TASK TO COMPLETE - Provide the number of lines in the entries below containing "DetachHandle", with no further words.

DATA SUPPLIED -
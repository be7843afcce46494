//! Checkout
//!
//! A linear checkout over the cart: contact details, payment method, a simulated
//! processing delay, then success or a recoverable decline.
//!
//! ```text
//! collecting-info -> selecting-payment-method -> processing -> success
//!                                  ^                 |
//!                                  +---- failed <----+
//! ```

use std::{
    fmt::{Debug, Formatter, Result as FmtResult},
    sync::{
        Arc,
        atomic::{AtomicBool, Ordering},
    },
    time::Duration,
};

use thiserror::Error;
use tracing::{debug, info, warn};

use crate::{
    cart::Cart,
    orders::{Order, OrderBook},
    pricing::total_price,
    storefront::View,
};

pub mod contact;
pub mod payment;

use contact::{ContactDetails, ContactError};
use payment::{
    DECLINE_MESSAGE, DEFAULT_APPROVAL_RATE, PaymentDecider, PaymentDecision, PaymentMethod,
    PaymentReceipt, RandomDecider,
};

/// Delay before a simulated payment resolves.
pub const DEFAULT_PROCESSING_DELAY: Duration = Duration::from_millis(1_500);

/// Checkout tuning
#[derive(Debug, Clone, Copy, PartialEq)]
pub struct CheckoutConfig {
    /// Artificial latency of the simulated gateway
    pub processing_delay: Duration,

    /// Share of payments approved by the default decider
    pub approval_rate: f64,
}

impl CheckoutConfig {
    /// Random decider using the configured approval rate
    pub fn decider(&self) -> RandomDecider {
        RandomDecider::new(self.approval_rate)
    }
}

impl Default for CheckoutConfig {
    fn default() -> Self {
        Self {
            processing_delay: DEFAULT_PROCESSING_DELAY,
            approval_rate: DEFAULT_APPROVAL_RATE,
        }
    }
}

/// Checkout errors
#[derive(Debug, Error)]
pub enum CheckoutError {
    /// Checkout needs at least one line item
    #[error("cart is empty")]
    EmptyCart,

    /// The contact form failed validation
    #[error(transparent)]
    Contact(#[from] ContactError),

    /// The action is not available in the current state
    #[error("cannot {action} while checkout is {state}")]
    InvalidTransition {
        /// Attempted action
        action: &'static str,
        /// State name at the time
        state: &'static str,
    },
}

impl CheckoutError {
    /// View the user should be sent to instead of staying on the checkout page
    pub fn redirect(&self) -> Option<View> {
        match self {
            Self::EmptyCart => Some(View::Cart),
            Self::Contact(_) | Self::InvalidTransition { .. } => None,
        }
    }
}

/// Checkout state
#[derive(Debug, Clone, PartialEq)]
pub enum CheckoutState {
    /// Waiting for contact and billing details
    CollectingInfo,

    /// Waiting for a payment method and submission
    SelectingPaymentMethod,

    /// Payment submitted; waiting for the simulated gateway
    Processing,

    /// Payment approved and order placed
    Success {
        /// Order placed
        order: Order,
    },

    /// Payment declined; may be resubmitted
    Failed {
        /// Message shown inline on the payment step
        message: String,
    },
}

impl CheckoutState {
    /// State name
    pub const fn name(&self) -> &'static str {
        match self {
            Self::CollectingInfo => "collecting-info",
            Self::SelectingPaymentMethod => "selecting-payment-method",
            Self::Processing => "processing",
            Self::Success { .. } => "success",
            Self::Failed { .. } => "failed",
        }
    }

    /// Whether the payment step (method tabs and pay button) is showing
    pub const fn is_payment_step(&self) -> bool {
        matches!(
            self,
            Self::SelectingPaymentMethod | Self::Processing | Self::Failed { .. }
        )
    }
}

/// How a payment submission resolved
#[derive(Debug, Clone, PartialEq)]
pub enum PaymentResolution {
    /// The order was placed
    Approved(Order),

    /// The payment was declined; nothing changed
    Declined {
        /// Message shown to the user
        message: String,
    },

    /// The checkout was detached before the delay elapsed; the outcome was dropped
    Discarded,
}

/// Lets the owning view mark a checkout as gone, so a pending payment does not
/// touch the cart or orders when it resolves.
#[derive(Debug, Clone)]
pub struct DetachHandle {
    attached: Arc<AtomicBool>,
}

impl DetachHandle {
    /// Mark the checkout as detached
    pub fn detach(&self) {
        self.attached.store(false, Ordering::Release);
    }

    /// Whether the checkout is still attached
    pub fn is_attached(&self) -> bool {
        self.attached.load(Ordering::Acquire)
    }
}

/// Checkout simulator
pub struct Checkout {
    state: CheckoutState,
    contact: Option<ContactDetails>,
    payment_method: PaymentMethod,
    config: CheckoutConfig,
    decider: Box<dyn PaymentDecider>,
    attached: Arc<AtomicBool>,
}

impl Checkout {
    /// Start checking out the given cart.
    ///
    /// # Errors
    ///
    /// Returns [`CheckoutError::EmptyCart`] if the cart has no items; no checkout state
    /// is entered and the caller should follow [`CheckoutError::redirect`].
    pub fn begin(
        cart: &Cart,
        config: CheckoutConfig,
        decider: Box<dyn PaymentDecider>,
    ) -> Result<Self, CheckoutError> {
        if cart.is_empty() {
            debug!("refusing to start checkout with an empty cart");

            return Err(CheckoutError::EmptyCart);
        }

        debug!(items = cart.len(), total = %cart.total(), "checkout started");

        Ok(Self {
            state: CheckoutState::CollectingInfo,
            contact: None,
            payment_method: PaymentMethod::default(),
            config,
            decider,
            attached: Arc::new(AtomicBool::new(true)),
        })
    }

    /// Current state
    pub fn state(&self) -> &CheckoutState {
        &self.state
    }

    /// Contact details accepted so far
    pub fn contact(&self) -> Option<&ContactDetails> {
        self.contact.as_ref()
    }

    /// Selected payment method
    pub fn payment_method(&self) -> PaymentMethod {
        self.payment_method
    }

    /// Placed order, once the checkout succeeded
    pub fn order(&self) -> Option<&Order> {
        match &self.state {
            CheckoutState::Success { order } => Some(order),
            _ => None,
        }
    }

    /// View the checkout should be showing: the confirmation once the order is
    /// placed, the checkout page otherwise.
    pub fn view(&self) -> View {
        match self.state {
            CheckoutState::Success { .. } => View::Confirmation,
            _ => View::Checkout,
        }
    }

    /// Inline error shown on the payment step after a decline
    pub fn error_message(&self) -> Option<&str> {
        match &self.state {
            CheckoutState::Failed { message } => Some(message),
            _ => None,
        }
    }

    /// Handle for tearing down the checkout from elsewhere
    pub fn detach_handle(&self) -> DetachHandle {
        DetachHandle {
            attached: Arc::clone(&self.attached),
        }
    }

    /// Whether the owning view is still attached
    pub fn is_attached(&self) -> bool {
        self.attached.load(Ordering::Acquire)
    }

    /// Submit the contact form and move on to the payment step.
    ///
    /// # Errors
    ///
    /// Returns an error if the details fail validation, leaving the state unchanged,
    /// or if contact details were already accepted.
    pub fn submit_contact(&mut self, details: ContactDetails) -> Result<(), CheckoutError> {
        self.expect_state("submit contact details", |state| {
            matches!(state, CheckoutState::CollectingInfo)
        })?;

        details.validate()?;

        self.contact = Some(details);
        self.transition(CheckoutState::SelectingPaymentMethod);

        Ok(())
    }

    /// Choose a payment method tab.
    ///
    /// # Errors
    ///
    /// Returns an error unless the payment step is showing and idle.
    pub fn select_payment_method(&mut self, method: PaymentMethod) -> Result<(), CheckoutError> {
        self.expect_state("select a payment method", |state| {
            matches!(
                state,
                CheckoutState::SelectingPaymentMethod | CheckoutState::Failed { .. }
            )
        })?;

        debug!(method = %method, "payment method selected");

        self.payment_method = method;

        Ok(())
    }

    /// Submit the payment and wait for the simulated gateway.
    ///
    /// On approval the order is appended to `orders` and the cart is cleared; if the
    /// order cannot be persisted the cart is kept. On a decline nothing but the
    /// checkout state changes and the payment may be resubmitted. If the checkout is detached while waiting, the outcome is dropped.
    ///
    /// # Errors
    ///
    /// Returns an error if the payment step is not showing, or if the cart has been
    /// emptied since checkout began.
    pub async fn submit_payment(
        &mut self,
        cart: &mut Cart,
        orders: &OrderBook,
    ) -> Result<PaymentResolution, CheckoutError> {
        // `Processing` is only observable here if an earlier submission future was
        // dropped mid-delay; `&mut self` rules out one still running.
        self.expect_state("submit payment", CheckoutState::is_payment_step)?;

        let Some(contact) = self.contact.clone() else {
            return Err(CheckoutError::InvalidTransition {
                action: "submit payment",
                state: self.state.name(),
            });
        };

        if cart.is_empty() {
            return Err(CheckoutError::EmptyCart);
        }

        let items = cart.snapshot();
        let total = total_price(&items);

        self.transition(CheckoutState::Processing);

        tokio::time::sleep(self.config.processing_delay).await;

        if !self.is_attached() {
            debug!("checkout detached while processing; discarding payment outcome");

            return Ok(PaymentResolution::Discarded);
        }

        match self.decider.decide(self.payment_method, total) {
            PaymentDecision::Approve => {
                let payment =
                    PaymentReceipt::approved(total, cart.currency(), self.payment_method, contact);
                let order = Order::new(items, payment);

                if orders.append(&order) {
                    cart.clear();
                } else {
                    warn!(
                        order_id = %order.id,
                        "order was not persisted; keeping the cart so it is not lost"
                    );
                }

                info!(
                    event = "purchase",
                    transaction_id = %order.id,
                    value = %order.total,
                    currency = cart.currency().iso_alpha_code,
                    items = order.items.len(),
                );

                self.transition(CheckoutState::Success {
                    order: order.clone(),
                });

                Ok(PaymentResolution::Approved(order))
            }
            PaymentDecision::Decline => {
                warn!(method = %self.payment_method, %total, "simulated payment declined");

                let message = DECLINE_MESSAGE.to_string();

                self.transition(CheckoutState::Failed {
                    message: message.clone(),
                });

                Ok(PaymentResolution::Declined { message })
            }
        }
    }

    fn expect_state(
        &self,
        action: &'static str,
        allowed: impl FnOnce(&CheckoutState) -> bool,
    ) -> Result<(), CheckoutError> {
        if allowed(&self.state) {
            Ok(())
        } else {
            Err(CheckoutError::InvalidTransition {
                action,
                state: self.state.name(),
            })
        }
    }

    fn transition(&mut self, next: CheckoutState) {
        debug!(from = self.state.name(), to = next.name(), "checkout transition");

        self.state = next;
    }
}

SOLUTION TO THIS EXERCISE - 4